__TASK DATA__:
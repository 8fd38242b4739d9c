//! Response decoder module
//!
//! Supports: JSON, JSONL
//!
//! Turns a page response body into the ordered item sequence the pager
//! caches. A JSON body is the item array itself unless a records path
//! points somewhere inside it.

mod decoders;
mod types;

pub use decoders::{JsonDecoder, JsonlDecoder};
pub use types::{DecoderConfig, DecoderFormat, RecordDecoder};

#[cfg(test)]
mod tests;
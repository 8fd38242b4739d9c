//! CLI commands and argument parsing

use clap::{Parser, Subcommand};
use std::path::PathBuf;

/// Browse a paged remote collection
#[derive(Parser, Debug)]
#[command(name = "remote-pager")]
#[command(author, version, about, long_about = None)]
pub struct Cli {
    /// Collection config file (YAML or JSON)
    #[arg(short, long, global = true)]
    pub config: Option<PathBuf>,

    /// Collection endpoint URL (overrides the config file)
    #[arg(long, global = true)]
    pub url: Option<String>,

    /// Extra query parameter, KEY=VALUE (repeatable)
    #[arg(short, long = "param", global = true, value_parser = parse_key_value)]
    pub params: Vec<(String, String)>,

    /// Page size for the first fetch
    #[arg(long, global = true)]
    pub page_size: Option<u32>,

    /// Output format
    #[arg(short, long, global = true, default_value = "json")]
    pub format: OutputFormat,

    /// Verbose output
    #[arg(short, long, global = true)]
    pub verbose: bool,

    #[command(subcommand)]
    pub command: Commands,
}

/// CLI subcommands
#[derive(Subcommand, Debug)]
pub enum Commands {
    /// Fetch page 1, then follow each navigation key in order
    Fetch {
        /// Navigation key: first, prev, next, last or a page number (repeatable)
        #[arg(long = "page")]
        pages: Vec<String>,
    },

    /// Validate the collection config
    Validate,

    /// Parse a Link header value
    Links {
        /// The header value, e.g. '<https://...>; rel="next"'
        header: String,
    },
}

/// Output format
#[derive(Debug, Clone, Copy, PartialEq, Eq, clap::ValueEnum)]
pub enum OutputFormat {
    /// JSON output (one message per line)
    Json,
    /// Human-readable output
    Pretty,
}

fn parse_key_value(s: &str) -> std::result::Result<(String, String), String> {
    let (key, value) = s
        .split_once('=')
        .ok_or_else(|| format!("expected KEY=VALUE, got '{s}'"))?;
    if key.is_empty() {
        return Err(format!("empty key in '{s}'"));
    }
    Ok((key.to_string(), value.to_string()))
}

#[cfg(test)]
mod tests {
    use super::*;

    #[test]
    fn test_parse_fetch_with_pages() {
        let cli = Cli::try_parse_from([
            "remote-pager",
            "--url",
            "https://example.com/api/organization",
            "-p",
            "userId=u1",
            "--page-size",
            "10",
            "fetch",
            "--page",
            "next",
            "--page",
            "3",
        ])
        .unwrap();

        assert_eq!(cli.url.as_deref(), Some("https://example.com/api/organization"));
        assert_eq!(cli.params, vec![("userId".to_string(), "u1".to_string())]);
        assert_eq!(cli.page_size, Some(10));
        assert_eq!(cli.format, OutputFormat::Json);
        match cli.command {
            Commands::Fetch { pages } => assert_eq!(pages, vec!["next", "3"]),
            other => panic!("Expected Fetch, got {other:?}"),
        }
    }

    #[test]
    fn test_parse_rejects_malformed_param() {
        let result = Cli::try_parse_from(["remote-pager", "-p", "novalue", "validate"]);
        assert!(result.is_err());
    }

    #[test]
    fn test_parse_key_value() {
        assert_eq!(
            parse_key_value("a=b=c").unwrap(),
            ("a".to_string(), "b=c".to_string())
        );
        assert!(parse_key_value("=x").is_err());
    }
}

__TASK TO COMPLETE__: Take the records above and write each one out again exactly.

__FINISHED TASK__:
repository 8fd38242b4739d9c
//! Response decoder module
//!
//! Supports: JSON, JSONL
//!
//! Turns a page response body into the ordered item sequence the pager
//! caches. A JSON body is the item array itself unless a records path
//! points somewhere inside it.

mod decoders;
mod types;

pub use decoders::{JsonDecoder, JsonlDecoder};
pub use types::{DecoderConfig, DecoderFormat, RecordDecoder};

#[cfg(test)]
mod tests;
repository 8fd38242b4739d9c
//! CLI commands and argument parsing

use clap::{Parser, Subcommand};
use std::path::PathBuf;

/// Browse a paged remote collection
#[derive(Parser, Debug)]
#[command(name = "remote-pager")]
#[command(author, version, about, long_about = None)]
pub struct Cli {
    /// Collection config file (YAML or JSON)
    #[arg(short, long, global = true)]
    pub config: Option<PathBuf>,

    /// Collection endpoint URL (overrides the config file)
    #[arg(long, global = true)]
    pub url: Option<String>,

    /// Extra query parameter, KEY=VALUE (repeatable)
    #[arg(short, long = "param", global = true, value_parser = parse_key_value)]
    pub params: Vec<(String, String)>,

    /// Page size for the first fetch
    #[arg(long, global = true)]
    pub page_size: Option<u32>,

    /// Output format
    #[arg(short, long, global = true, default_value = "json")]
    pub format: OutputFormat,

    /// Verbose output
    #[arg(short, long, global = true)]
    pub verbose: bool,

    #[command(subcommand)]
    pub command: Commands,
}

/// CLI subcommands
#[derive(Subcommand, Debug)]
pub enum Commands {
    /// Fetch page 1, then follow each navigation key in order
    Fetch {
        /// Navigation key: first, prev, next, last or a page number (repeatable)
        #[arg(long = "page")]
        pages: Vec<String>,
    },

    /// Validate the collection config
    Validate,

    /// Parse a Link header value
    Links {
        /// The header value, e.g. '<https://...>; rel="next"'
        header: String,
    },
}

/// Output format
#[derive(Debug, Clone, Copy, PartialEq, Eq, clap::ValueEnum)]
pub enum OutputFormat {
    /// JSON output (one message per line)
    Json,
    /// Human-readable output
    Pretty,
}

fn parse_key_value(s: &str) -> std::result::Result<(String, String), String> {
    let (key, value) = s
        .split_once('=')
        .ok_or_else(|| format!("expected KEY=VALUE, got '{s}'"))?;
    if key.is_empty() {
        return Err(format!("empty key in '{s}'"));
    }
    Ok((key.to_string(), value.to_string()))
}

#[cfg(test)]
mod tests {
    use super::*;

    #[test]
    fn test_parse_fetch_with_pages() {
        let cli = Cli::try_parse_from([
            "remote-pager",
            "--url",
            "https://example.com/api/organization",
            "-p",
            "userId=u1",
            "--page-size",
            "10",
            "fetch",
            "--page",
            "next",
            "--page",
            "3",
        ])
        .unwrap();

        assert_eq!(cli.url.as_deref(), Some("https://example.com/api/organization"));
        assert_eq!(cli.params, vec![("userId".to_string(), "u1".to_string())]);
        assert_eq!(cli.page_size, Some(10));
        assert_eq!(cli.format, OutputFormat::Json);
        match cli.command {
            Commands::Fetch { pages } => assert_eq!(pages, vec!["next", "3"]),
            other => panic!("Expected Fetch, got {other:?}"),
        }
    }

    #[test]
    fn test_parse_rejects_malformed_param() {
        let result = Cli::try_parse_from(["remote-pager", "-p", "novalue", "validate"]);
        assert!(result.is_err());
    }

    #[test]
    fn test_parse_key_value() {
        assert_eq!(
            parse_key_value("a=b=c").unwrap(),
            ("a".to_string(), "b=c".to_string())
        );
        assert!(parse_key_value("=x").is_err());
    }
}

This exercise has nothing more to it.